HOW TO COMPLETE THIS TASK
Write only the number of lines in the data that contain the word "PathBuf".

Top of DATASET RECORDS

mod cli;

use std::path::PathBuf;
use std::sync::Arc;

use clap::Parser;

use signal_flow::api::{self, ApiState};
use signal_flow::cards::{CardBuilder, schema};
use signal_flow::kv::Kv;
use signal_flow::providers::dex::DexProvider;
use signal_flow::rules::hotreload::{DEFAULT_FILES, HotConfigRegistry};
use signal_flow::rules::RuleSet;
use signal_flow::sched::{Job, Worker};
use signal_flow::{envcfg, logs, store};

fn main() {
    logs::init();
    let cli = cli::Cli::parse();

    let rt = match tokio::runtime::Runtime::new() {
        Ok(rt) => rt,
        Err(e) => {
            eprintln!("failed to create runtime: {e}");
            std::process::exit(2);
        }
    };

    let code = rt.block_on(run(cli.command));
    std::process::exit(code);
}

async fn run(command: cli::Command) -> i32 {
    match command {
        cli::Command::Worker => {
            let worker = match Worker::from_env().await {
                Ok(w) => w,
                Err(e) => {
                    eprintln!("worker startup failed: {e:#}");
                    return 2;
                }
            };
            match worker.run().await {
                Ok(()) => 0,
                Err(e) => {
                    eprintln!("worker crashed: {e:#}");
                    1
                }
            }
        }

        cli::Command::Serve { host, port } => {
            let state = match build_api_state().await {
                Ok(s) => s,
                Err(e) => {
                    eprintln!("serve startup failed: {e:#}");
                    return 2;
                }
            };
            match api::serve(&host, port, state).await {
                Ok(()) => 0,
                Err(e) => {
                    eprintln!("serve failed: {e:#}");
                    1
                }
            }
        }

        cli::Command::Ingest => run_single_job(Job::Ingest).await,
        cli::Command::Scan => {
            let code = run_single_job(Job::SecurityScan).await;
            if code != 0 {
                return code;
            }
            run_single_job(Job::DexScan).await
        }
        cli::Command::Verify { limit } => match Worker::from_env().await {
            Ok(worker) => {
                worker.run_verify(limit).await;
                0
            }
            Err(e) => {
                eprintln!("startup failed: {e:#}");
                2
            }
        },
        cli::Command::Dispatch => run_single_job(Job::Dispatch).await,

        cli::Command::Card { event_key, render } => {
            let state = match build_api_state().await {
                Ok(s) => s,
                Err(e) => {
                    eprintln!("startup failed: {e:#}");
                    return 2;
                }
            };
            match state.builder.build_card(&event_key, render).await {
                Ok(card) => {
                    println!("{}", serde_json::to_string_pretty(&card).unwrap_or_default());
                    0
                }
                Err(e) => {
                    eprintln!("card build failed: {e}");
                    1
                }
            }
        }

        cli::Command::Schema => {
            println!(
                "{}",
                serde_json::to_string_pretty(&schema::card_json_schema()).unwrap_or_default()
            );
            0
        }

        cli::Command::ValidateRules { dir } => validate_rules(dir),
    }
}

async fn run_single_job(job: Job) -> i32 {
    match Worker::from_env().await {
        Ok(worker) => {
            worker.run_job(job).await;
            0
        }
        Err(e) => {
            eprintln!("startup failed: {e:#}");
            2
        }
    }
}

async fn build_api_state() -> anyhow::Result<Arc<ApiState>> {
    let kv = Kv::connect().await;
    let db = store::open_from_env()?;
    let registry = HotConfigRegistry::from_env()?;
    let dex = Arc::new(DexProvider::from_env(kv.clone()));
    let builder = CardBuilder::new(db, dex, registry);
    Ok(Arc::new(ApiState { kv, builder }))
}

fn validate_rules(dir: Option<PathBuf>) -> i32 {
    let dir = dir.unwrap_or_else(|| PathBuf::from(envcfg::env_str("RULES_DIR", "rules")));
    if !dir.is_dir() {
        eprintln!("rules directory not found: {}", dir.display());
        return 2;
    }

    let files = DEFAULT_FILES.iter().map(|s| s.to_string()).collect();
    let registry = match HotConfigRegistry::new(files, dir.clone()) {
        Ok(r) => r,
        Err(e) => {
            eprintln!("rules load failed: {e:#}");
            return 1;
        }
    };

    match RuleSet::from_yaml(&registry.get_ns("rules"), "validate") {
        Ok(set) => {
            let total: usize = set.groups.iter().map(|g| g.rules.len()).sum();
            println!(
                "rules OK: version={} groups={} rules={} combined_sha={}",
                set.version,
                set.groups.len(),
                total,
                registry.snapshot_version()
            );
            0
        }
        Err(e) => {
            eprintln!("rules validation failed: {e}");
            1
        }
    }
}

Bottom of DATASET RECORDS
Top of DATASET RECORDS

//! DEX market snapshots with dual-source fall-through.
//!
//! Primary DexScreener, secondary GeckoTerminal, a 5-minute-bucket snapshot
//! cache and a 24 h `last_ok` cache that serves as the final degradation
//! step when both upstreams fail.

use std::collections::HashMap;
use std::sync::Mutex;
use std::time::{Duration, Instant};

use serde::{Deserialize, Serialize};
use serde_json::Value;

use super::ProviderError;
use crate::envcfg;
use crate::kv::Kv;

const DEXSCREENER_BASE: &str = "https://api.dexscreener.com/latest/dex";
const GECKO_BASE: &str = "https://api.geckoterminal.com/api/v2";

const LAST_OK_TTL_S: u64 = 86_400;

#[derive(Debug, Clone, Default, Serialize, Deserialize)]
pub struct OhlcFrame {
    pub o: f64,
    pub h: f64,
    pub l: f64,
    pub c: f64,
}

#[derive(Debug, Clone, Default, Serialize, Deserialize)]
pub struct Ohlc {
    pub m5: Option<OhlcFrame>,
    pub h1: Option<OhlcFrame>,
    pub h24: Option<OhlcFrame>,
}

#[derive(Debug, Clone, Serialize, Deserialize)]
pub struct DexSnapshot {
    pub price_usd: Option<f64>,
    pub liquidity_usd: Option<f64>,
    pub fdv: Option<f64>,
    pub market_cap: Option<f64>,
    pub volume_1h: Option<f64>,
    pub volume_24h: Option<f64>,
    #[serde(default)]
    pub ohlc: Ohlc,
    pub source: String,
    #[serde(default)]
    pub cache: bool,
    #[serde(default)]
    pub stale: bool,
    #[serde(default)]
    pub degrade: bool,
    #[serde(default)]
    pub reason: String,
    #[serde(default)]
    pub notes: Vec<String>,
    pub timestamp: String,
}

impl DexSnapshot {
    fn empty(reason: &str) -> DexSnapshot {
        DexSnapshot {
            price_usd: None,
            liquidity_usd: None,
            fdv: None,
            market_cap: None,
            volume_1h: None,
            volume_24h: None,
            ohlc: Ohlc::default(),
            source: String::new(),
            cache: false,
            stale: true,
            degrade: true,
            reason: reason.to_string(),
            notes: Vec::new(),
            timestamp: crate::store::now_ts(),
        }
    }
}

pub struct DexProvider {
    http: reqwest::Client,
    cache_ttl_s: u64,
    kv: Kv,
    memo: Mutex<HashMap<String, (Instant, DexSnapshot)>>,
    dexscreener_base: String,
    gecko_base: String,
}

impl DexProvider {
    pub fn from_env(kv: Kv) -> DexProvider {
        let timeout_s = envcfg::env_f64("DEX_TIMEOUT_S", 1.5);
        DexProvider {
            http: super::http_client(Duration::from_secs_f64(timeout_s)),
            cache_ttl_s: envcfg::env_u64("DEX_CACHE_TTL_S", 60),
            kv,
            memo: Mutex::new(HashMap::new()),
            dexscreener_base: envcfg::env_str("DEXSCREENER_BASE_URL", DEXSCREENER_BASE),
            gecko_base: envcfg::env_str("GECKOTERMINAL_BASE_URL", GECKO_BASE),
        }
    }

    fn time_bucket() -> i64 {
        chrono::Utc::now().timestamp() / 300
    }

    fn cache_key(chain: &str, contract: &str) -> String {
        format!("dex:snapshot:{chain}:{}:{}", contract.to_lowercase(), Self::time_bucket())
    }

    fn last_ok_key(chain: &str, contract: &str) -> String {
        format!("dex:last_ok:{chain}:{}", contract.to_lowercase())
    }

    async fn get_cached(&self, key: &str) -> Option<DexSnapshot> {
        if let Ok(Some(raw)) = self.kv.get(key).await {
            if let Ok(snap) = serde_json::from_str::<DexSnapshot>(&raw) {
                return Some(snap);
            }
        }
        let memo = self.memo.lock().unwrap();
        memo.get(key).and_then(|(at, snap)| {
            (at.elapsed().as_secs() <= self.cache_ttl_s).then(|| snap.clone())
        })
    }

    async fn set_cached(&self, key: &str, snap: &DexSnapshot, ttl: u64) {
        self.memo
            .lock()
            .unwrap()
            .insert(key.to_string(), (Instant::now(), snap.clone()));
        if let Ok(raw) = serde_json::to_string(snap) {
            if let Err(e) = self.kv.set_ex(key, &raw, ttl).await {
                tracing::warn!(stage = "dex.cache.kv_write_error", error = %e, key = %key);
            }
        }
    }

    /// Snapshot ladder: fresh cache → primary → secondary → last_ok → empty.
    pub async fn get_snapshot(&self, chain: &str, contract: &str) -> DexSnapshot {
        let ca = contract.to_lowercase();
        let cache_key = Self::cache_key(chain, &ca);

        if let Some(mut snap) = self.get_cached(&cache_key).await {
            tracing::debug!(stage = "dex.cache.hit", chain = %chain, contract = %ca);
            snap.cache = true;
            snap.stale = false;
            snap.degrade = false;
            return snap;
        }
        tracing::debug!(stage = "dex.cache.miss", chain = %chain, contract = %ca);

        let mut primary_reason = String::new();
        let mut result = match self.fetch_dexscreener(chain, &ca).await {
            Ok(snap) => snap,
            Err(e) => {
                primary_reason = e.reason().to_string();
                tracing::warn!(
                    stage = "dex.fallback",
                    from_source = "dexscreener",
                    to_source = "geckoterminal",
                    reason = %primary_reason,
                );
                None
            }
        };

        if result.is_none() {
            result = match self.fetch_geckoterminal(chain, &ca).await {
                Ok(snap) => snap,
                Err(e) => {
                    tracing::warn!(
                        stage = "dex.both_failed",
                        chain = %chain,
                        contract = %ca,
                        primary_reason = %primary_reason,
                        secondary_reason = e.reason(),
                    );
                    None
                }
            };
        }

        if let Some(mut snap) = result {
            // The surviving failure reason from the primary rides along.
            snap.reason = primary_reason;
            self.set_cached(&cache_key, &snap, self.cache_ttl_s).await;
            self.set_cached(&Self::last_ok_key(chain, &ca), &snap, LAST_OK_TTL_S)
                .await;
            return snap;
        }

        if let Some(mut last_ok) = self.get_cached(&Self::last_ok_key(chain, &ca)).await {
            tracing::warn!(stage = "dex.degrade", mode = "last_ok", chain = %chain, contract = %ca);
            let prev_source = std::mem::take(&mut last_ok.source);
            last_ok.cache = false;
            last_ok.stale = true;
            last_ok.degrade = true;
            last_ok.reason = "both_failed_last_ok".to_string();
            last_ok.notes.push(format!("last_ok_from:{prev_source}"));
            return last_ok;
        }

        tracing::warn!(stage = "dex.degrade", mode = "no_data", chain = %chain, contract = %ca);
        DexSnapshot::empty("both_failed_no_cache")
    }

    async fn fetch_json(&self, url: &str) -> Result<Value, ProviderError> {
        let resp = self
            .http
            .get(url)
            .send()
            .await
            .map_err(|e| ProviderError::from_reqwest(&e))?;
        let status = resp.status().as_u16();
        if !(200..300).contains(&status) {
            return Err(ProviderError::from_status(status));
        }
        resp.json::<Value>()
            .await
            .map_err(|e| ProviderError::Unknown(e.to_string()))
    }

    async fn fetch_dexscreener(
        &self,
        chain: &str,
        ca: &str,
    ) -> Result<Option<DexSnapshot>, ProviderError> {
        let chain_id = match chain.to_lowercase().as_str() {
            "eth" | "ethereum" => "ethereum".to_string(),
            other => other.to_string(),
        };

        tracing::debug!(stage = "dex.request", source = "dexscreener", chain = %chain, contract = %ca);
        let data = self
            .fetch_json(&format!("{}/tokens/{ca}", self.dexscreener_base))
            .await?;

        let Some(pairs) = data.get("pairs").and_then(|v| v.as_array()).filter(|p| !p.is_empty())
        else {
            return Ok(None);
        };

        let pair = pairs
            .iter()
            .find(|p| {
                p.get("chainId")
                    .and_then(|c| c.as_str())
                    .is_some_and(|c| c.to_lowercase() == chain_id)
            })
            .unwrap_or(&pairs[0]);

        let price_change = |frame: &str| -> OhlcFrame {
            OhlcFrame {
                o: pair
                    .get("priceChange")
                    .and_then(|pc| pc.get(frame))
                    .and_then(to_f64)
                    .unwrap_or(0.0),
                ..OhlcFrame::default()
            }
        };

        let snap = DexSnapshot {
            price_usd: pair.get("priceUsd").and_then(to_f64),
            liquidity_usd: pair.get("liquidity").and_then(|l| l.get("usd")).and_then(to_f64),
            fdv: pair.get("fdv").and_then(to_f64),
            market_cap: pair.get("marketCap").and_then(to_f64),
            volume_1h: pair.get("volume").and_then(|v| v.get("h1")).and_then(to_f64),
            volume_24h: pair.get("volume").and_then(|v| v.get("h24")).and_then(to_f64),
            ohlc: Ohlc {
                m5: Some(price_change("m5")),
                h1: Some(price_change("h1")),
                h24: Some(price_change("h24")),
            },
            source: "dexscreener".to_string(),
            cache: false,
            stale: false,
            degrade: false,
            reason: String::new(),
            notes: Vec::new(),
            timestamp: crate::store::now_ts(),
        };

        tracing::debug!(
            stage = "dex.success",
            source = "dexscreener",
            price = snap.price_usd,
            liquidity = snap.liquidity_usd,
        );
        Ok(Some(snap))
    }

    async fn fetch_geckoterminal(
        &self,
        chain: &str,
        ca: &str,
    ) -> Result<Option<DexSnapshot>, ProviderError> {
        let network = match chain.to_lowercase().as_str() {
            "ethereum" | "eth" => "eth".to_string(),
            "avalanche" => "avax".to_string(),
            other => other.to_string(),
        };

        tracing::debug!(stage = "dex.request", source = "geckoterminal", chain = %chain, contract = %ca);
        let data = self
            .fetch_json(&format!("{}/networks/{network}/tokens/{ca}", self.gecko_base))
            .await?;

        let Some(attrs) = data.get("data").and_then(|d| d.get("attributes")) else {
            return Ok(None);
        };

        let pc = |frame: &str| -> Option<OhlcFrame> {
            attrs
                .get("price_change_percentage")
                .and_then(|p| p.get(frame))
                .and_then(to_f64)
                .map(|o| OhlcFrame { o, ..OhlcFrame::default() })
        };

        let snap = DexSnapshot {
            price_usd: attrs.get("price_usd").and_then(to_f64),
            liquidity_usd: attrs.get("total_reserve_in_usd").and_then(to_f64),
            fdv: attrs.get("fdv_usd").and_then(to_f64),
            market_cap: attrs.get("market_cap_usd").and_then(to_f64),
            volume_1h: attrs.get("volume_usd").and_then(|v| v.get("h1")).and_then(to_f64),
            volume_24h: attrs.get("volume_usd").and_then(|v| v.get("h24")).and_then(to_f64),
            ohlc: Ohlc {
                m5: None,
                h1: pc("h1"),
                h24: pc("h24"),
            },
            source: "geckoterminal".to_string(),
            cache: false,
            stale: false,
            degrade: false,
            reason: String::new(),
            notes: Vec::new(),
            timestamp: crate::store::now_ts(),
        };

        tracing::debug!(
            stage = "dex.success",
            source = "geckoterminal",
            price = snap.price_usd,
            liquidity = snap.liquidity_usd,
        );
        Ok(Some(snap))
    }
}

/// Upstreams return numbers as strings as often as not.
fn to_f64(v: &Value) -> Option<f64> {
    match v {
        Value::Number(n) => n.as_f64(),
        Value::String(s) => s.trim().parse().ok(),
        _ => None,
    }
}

Bottom of DATASET RECORDS
Top of DATASET RECORDS

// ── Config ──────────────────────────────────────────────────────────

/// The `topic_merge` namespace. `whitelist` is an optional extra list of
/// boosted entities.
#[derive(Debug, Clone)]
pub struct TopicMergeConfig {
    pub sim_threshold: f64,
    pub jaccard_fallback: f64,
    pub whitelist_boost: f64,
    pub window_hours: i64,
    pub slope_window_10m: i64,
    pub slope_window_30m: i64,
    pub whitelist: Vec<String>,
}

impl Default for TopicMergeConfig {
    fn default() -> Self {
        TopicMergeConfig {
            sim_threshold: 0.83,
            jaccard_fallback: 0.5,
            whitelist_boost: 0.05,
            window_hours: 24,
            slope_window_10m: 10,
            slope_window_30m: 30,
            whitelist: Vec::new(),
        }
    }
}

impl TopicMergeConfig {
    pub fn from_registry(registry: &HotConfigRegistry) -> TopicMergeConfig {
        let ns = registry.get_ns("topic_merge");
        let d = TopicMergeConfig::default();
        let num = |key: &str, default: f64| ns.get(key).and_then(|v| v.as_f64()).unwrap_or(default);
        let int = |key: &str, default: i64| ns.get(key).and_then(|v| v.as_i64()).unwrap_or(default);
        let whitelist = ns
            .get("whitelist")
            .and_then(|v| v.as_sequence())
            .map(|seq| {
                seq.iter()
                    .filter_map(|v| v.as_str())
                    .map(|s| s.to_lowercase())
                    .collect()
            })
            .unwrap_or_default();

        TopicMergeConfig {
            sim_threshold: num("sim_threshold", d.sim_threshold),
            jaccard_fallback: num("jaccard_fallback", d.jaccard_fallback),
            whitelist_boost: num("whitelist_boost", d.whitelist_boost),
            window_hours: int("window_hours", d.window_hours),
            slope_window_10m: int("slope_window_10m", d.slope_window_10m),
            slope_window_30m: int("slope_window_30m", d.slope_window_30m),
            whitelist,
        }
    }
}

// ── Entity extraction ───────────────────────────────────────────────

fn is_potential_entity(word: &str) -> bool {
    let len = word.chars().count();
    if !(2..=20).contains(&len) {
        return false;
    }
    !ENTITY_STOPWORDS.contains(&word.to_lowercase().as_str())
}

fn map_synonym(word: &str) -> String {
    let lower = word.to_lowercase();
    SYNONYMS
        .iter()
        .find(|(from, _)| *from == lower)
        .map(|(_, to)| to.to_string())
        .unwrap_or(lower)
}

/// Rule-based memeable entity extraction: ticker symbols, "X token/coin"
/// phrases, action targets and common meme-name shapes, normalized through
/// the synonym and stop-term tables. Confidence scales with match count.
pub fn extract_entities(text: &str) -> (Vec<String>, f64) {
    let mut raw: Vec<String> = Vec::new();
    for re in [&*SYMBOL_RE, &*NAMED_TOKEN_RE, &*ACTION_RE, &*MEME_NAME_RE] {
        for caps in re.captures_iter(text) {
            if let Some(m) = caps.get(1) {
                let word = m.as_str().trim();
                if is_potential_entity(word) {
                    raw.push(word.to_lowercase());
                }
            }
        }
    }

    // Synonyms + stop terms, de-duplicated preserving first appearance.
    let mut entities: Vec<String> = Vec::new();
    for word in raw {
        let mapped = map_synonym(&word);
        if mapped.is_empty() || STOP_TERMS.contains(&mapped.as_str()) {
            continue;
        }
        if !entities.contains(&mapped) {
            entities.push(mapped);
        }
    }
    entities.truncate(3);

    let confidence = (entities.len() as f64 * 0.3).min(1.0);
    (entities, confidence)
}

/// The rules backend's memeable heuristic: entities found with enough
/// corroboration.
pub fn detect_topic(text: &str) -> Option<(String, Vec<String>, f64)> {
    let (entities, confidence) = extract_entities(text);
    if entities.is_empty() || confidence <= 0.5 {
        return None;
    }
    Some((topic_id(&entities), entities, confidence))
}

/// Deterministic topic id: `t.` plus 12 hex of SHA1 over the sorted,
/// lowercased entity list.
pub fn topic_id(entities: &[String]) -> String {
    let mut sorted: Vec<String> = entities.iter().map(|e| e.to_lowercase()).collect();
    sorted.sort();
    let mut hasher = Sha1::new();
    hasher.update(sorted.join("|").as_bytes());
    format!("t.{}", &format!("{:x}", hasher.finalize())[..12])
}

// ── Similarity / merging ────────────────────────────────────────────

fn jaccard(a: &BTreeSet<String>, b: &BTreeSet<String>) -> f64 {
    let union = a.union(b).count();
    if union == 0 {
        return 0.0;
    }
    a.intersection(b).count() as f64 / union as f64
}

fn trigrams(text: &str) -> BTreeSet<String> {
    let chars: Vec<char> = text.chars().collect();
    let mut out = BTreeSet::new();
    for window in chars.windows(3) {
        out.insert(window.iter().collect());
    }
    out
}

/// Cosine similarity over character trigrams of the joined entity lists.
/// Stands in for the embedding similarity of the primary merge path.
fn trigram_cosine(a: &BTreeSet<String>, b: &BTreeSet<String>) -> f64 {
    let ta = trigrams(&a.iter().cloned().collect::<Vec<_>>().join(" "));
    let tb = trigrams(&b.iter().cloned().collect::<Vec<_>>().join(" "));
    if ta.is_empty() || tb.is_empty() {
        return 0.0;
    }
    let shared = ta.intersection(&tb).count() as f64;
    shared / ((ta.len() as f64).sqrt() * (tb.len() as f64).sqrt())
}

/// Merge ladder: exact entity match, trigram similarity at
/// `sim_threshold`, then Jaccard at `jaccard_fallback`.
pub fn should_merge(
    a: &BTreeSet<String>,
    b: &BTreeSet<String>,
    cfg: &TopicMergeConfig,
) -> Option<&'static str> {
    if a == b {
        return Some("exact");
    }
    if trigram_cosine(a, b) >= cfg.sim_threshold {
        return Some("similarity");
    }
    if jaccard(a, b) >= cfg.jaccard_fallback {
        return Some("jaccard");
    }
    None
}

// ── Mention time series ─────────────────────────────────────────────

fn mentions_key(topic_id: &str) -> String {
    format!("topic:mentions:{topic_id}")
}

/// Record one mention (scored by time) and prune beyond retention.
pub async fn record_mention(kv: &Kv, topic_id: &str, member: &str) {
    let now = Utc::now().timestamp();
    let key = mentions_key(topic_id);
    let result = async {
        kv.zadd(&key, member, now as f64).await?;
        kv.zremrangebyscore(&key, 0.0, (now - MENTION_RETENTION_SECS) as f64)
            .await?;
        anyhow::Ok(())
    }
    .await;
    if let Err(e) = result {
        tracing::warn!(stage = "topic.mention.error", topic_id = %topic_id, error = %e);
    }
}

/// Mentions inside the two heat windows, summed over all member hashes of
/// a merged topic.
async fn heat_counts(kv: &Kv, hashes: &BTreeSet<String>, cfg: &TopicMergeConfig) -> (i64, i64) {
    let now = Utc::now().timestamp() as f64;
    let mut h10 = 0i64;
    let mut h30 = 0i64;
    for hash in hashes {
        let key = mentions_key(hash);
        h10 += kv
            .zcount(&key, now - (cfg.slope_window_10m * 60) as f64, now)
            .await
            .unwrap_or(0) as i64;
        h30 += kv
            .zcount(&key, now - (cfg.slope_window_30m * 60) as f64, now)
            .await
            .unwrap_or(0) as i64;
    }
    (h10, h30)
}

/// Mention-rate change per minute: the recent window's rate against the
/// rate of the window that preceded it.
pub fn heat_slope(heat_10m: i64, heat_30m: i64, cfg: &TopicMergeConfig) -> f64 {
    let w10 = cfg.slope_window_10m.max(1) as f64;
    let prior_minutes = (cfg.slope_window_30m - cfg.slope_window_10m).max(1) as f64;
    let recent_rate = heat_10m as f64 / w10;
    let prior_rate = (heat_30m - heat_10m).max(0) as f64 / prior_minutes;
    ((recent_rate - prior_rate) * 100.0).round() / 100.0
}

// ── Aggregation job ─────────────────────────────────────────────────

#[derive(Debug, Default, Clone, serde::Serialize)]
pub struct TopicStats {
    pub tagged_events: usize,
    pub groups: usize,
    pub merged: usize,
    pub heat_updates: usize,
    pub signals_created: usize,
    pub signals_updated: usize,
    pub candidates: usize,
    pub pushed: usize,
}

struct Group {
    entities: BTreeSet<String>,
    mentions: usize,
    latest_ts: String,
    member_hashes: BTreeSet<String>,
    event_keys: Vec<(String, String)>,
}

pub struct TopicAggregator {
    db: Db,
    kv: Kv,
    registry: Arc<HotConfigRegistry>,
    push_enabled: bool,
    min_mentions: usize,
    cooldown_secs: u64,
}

Bottom of DATASET RECORDS

WRITTEN SOLUTION
3